◆ Exercise instructions
Go over the data and keep only the lines that include "return".

◆ Given data
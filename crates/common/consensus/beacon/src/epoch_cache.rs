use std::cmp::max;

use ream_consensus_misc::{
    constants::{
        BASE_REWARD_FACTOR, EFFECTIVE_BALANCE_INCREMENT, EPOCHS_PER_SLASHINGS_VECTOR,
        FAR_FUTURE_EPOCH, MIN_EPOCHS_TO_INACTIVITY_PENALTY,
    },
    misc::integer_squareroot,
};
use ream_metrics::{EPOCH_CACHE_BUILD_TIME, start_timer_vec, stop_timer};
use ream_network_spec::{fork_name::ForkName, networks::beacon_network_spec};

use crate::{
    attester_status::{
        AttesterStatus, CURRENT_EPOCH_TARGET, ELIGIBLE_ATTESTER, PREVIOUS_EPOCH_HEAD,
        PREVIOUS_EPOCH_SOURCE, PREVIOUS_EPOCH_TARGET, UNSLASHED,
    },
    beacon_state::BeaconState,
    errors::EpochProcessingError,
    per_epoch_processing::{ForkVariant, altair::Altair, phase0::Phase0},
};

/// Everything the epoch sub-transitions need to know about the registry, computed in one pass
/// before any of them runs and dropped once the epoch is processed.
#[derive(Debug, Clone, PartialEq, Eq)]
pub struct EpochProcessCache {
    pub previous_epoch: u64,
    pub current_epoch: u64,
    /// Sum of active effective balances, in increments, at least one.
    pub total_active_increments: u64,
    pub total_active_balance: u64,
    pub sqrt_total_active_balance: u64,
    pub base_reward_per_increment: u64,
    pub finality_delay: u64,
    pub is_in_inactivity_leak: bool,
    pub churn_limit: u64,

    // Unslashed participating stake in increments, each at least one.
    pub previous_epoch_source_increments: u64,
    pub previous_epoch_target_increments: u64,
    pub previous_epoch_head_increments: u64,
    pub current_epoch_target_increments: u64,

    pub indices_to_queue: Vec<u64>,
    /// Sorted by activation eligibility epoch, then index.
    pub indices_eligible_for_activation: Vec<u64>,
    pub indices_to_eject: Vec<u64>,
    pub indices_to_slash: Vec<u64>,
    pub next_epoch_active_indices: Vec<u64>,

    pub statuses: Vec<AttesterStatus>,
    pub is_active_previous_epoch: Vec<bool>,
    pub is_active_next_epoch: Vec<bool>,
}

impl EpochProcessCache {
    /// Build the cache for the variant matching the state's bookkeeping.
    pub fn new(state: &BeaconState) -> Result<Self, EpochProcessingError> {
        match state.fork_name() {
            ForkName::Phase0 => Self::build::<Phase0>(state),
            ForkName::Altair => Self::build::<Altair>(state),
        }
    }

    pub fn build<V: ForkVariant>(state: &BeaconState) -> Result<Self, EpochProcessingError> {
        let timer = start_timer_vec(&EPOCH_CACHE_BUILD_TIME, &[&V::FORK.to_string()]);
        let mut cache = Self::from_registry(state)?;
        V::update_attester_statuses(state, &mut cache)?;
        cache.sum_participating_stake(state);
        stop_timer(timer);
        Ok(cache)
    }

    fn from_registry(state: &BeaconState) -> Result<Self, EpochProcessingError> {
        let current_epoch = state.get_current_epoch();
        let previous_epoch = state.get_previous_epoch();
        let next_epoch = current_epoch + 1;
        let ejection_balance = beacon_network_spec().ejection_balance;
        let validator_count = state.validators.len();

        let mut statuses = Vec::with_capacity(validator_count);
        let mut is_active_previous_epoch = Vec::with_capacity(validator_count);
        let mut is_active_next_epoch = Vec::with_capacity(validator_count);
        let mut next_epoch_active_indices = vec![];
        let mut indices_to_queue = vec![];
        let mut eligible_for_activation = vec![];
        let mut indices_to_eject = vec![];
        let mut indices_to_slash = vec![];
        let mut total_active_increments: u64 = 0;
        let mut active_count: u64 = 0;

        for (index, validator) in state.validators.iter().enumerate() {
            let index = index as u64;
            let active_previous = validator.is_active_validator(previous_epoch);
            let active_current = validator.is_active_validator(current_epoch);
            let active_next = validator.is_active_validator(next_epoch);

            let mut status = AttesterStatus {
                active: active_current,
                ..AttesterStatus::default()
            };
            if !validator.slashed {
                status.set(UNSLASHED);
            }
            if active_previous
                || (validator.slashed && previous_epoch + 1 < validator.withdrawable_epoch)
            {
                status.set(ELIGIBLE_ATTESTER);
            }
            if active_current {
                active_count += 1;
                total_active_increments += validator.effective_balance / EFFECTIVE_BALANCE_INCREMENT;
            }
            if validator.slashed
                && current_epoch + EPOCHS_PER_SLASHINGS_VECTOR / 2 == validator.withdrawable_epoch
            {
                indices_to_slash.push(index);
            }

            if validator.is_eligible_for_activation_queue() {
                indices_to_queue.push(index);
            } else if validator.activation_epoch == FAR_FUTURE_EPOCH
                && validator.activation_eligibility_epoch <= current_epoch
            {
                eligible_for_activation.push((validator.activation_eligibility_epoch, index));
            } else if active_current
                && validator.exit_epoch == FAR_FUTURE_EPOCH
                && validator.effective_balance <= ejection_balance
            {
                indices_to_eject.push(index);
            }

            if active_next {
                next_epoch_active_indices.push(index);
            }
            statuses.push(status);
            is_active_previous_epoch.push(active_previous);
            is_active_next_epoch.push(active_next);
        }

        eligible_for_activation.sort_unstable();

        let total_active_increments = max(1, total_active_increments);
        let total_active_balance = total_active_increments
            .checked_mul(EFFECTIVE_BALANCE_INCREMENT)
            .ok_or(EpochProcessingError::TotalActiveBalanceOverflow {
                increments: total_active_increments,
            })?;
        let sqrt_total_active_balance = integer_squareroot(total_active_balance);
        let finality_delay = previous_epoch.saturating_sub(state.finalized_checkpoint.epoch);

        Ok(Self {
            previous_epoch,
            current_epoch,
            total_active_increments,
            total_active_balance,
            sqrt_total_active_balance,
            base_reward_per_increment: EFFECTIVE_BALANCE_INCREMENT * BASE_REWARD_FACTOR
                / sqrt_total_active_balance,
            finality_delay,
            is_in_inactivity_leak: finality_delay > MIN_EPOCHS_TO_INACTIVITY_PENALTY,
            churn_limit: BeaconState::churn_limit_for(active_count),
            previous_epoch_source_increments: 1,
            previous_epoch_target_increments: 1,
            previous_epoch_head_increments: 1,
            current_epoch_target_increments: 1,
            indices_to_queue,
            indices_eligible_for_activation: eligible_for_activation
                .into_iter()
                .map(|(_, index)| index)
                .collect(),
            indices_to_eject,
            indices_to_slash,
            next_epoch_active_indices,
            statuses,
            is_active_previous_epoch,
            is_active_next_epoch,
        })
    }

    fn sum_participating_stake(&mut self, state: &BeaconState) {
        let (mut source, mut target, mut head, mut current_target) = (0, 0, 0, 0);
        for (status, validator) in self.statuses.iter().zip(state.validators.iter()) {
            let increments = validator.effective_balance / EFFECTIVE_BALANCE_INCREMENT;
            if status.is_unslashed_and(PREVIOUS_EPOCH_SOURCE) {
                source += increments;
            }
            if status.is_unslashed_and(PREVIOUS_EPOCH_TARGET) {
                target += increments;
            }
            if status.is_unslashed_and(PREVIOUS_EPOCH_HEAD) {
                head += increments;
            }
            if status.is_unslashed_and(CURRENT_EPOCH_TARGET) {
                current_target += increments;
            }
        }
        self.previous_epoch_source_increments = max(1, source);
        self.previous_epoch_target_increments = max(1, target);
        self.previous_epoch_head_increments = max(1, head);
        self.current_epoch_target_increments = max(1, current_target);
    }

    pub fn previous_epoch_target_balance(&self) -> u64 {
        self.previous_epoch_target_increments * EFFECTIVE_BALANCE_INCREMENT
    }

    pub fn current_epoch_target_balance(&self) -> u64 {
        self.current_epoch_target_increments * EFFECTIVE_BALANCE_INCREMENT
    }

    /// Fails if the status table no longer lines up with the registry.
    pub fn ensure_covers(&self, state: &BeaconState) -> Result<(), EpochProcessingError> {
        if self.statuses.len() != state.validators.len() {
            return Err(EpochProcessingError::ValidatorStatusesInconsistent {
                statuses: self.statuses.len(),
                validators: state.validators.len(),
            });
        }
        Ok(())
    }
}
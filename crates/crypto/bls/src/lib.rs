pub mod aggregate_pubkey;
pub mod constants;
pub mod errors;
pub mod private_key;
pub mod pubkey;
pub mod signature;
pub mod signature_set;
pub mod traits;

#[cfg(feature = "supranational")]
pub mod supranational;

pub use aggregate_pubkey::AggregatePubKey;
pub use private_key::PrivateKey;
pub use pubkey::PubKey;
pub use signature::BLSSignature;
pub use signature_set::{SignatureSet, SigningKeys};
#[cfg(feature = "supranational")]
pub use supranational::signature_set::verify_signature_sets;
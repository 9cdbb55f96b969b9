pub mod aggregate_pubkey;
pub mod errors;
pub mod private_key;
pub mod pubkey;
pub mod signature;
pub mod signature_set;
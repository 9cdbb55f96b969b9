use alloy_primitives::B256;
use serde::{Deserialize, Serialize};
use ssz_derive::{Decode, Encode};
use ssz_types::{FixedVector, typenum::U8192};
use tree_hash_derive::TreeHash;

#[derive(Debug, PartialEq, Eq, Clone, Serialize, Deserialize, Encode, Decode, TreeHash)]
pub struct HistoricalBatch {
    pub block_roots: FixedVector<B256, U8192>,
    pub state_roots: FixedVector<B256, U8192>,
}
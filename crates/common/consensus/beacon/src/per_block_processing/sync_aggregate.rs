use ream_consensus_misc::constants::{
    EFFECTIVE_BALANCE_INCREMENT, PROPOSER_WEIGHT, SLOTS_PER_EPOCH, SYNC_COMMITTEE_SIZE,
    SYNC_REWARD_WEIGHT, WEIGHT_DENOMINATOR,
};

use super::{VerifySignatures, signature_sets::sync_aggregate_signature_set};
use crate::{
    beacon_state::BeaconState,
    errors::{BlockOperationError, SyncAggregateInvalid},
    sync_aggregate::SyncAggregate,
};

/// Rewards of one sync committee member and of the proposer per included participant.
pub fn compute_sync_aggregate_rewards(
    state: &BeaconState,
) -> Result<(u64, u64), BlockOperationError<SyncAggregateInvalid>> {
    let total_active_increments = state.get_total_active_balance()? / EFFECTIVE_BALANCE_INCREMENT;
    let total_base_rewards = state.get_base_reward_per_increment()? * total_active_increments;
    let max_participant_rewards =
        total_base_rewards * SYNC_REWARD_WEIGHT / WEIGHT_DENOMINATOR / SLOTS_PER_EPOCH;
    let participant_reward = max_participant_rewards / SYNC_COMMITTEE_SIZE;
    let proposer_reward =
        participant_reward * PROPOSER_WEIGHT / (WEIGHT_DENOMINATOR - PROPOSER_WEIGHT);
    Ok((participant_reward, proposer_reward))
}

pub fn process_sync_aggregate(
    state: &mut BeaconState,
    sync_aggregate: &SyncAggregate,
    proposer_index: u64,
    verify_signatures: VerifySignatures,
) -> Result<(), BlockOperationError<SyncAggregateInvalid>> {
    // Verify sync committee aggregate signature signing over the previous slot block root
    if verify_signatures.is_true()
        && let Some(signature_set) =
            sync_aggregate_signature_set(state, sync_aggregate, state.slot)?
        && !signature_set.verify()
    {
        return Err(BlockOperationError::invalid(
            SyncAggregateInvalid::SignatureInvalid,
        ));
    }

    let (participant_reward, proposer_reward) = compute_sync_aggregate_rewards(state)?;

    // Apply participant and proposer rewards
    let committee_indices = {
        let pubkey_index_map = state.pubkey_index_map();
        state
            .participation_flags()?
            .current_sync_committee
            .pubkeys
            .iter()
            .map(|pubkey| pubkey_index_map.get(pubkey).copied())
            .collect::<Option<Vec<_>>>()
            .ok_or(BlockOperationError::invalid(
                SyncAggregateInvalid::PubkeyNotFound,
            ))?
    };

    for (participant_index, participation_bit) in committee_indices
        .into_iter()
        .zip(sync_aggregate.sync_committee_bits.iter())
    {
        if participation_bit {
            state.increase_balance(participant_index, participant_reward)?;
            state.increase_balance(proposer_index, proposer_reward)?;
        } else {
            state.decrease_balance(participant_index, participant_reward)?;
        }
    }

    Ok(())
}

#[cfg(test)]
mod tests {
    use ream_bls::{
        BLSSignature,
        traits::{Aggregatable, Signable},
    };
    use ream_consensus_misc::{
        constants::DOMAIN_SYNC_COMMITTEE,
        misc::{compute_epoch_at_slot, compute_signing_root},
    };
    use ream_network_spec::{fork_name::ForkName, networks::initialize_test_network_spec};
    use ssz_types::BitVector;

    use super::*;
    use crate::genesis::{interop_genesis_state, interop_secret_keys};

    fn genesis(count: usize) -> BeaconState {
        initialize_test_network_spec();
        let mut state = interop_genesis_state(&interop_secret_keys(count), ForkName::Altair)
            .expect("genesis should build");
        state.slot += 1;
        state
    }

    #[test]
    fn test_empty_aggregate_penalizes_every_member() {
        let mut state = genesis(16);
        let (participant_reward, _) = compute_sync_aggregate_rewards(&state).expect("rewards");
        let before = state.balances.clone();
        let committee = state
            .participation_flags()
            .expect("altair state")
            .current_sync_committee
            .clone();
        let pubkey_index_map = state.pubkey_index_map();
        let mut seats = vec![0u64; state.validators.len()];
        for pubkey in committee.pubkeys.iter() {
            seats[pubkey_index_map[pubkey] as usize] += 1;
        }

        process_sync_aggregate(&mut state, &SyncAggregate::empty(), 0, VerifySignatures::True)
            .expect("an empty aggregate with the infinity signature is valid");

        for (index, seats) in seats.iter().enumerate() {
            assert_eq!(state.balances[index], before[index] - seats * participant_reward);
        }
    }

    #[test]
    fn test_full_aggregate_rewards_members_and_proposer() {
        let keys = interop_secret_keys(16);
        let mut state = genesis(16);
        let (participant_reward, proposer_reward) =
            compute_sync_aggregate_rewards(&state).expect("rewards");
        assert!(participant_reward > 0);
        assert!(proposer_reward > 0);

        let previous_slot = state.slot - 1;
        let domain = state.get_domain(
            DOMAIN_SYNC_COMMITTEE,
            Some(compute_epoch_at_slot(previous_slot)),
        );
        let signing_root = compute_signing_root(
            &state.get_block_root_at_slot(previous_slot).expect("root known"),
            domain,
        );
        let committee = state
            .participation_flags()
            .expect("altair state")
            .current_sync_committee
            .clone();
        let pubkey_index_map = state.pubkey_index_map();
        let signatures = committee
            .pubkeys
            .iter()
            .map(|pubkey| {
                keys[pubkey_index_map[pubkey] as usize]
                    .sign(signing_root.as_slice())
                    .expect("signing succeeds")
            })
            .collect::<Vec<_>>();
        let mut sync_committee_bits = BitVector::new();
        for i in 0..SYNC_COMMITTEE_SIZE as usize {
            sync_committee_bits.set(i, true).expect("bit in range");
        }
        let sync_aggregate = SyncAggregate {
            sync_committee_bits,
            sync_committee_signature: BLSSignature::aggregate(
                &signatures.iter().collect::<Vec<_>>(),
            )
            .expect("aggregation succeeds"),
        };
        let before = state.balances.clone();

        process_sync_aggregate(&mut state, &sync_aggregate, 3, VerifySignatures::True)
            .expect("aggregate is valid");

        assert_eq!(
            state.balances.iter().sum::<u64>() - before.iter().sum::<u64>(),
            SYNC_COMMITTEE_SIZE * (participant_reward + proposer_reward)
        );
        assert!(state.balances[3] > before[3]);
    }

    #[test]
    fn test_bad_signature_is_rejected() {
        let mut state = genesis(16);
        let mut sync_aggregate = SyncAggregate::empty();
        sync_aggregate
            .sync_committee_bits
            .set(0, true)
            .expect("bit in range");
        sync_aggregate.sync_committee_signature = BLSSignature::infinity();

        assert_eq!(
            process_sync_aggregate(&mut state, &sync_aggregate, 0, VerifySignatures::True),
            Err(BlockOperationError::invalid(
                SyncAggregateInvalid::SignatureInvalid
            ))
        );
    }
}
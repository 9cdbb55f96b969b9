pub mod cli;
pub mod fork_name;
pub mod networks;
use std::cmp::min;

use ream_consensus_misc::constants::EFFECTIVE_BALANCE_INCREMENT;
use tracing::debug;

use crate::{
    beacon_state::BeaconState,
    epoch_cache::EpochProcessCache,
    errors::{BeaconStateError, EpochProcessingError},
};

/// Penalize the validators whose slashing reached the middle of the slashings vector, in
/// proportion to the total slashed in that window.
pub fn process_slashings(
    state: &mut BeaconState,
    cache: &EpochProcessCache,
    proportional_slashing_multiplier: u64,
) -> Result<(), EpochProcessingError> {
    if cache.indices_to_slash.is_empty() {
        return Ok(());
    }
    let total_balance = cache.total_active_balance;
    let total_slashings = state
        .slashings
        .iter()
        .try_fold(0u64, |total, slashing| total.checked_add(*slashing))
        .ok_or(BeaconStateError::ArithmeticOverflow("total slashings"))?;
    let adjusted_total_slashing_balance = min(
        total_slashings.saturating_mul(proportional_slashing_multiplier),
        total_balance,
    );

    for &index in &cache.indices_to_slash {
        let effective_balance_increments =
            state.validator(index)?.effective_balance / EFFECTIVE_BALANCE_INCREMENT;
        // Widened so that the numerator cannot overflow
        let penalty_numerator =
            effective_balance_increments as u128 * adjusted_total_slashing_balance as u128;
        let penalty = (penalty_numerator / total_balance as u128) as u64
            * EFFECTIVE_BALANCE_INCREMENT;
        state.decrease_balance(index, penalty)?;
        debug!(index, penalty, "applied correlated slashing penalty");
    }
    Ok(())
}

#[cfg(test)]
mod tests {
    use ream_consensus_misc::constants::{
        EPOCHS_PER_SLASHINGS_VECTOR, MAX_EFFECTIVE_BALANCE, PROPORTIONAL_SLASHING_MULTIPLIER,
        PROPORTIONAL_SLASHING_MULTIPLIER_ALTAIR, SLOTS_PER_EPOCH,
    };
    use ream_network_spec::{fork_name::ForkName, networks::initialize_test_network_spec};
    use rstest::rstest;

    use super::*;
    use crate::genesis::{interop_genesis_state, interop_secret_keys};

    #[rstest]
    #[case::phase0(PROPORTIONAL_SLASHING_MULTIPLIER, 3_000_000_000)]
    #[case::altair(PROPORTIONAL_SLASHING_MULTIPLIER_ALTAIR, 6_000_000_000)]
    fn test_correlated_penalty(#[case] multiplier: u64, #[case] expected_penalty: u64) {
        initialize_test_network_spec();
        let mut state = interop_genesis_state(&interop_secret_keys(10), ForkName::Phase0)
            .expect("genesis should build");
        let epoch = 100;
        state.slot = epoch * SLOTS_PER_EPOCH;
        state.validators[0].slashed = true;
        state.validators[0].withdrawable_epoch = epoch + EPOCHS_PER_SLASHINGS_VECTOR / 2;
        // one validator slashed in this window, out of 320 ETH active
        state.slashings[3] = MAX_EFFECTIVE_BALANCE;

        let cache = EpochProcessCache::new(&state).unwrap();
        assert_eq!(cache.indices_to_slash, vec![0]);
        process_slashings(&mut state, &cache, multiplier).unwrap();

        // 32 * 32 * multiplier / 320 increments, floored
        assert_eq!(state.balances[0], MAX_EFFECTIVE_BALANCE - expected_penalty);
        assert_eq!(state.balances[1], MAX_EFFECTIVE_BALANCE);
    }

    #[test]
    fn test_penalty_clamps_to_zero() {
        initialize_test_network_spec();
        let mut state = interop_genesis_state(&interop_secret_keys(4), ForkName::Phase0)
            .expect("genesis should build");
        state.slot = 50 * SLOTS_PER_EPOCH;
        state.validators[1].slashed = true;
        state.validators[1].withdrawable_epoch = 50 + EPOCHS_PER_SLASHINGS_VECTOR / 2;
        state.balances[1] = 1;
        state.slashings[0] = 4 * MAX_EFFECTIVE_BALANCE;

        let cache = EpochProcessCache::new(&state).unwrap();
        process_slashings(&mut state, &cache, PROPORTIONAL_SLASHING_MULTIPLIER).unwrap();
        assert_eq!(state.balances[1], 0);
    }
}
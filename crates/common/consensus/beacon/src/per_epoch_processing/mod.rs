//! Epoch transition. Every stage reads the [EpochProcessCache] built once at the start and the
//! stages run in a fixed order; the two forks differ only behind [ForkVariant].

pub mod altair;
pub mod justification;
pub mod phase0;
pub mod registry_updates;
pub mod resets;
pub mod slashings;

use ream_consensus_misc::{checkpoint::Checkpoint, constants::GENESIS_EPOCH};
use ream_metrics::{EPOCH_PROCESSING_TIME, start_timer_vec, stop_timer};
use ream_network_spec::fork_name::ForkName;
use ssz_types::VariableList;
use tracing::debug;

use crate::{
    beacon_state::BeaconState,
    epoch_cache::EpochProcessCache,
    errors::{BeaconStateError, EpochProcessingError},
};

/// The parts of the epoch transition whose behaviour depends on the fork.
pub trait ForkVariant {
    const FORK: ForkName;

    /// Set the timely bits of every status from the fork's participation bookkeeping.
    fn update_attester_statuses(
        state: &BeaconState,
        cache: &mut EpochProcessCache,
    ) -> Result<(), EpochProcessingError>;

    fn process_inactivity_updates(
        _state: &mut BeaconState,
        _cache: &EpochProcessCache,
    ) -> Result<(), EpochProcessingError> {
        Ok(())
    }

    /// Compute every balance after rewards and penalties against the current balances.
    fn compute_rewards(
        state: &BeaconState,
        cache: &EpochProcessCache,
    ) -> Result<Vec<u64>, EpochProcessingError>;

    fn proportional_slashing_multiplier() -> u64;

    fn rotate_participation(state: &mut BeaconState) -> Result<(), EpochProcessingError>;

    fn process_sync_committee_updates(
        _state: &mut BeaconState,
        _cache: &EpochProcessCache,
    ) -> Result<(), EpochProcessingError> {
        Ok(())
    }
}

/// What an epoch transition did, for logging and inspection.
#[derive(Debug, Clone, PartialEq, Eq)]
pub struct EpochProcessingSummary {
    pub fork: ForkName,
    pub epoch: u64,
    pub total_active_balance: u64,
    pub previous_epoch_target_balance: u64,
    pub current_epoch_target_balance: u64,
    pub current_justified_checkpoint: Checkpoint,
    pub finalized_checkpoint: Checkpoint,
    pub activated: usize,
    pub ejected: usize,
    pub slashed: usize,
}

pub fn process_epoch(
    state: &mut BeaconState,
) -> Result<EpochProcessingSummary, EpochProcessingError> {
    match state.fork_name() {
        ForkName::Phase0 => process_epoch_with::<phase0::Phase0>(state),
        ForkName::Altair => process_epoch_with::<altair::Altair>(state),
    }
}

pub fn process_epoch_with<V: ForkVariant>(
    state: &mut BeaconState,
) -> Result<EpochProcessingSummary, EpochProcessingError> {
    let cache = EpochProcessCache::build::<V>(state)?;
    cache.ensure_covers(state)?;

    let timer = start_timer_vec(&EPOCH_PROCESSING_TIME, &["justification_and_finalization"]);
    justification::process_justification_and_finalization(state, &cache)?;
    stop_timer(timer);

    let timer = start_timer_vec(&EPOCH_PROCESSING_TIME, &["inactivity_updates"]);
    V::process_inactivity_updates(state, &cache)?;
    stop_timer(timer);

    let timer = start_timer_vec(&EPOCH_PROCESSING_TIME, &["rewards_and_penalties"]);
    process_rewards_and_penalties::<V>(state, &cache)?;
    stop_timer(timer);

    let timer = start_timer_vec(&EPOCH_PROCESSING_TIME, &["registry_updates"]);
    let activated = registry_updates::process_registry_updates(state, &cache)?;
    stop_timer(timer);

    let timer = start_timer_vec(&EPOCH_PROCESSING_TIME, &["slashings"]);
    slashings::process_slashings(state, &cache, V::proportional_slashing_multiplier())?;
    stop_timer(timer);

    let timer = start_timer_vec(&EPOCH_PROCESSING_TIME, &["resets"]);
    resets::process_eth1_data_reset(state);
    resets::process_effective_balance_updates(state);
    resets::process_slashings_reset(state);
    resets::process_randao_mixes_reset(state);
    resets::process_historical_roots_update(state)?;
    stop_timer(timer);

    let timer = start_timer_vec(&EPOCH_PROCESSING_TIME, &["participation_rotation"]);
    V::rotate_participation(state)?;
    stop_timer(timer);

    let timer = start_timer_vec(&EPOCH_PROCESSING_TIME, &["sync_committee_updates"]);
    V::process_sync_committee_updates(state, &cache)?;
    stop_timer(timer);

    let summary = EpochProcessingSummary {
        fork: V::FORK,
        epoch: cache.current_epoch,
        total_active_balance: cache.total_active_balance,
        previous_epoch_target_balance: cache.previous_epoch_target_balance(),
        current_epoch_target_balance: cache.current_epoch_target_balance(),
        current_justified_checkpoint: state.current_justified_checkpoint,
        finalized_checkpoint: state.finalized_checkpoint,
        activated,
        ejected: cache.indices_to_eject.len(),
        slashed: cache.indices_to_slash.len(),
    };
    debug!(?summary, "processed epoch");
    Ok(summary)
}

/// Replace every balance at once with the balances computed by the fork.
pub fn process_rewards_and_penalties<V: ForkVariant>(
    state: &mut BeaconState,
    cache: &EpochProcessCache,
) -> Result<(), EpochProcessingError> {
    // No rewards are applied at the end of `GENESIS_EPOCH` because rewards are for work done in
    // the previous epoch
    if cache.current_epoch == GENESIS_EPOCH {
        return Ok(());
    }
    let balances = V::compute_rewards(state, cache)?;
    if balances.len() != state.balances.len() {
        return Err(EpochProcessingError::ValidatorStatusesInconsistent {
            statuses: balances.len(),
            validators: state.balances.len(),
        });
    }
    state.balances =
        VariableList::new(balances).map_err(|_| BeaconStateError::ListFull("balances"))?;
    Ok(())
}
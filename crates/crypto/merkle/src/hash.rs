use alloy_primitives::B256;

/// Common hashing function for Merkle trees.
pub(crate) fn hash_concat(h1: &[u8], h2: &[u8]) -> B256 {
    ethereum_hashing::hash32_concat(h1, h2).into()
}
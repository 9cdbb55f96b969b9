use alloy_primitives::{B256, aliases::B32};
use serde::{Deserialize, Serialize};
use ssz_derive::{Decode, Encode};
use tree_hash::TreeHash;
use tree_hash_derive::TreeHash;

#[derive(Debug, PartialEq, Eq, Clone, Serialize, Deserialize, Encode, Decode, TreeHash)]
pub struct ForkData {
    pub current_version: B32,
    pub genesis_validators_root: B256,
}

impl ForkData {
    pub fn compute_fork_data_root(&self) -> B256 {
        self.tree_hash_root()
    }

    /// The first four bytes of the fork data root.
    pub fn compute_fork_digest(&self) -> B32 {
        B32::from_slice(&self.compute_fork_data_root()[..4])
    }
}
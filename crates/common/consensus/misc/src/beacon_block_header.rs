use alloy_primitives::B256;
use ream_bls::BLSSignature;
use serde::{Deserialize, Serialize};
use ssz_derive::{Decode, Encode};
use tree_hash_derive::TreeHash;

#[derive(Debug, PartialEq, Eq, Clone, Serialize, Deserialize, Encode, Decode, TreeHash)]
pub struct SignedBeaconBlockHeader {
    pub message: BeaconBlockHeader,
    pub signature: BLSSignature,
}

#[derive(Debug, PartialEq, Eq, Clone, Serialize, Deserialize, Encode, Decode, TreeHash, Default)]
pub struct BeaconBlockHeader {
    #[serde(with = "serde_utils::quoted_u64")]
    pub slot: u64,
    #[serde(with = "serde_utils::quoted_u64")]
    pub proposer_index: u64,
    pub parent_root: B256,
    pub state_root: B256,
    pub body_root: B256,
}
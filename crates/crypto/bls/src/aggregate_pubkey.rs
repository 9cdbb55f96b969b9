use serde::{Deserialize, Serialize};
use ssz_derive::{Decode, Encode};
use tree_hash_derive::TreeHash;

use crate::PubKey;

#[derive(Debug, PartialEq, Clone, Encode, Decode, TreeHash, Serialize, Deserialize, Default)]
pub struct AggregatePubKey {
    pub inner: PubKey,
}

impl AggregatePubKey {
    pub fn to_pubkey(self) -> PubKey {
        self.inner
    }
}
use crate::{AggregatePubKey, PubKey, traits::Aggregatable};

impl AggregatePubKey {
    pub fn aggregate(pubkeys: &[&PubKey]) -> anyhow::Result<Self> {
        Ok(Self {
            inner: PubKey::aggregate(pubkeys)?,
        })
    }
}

◆ Exercise response
            return Err(EpochProcessingError::ValidatorStatusesInconsistent {
        return Err(BlockOperationError::invalid(
        return Ok(());
        return Ok(());
        return Err(EpochProcessingError::ValidatorStatusesInconsistent {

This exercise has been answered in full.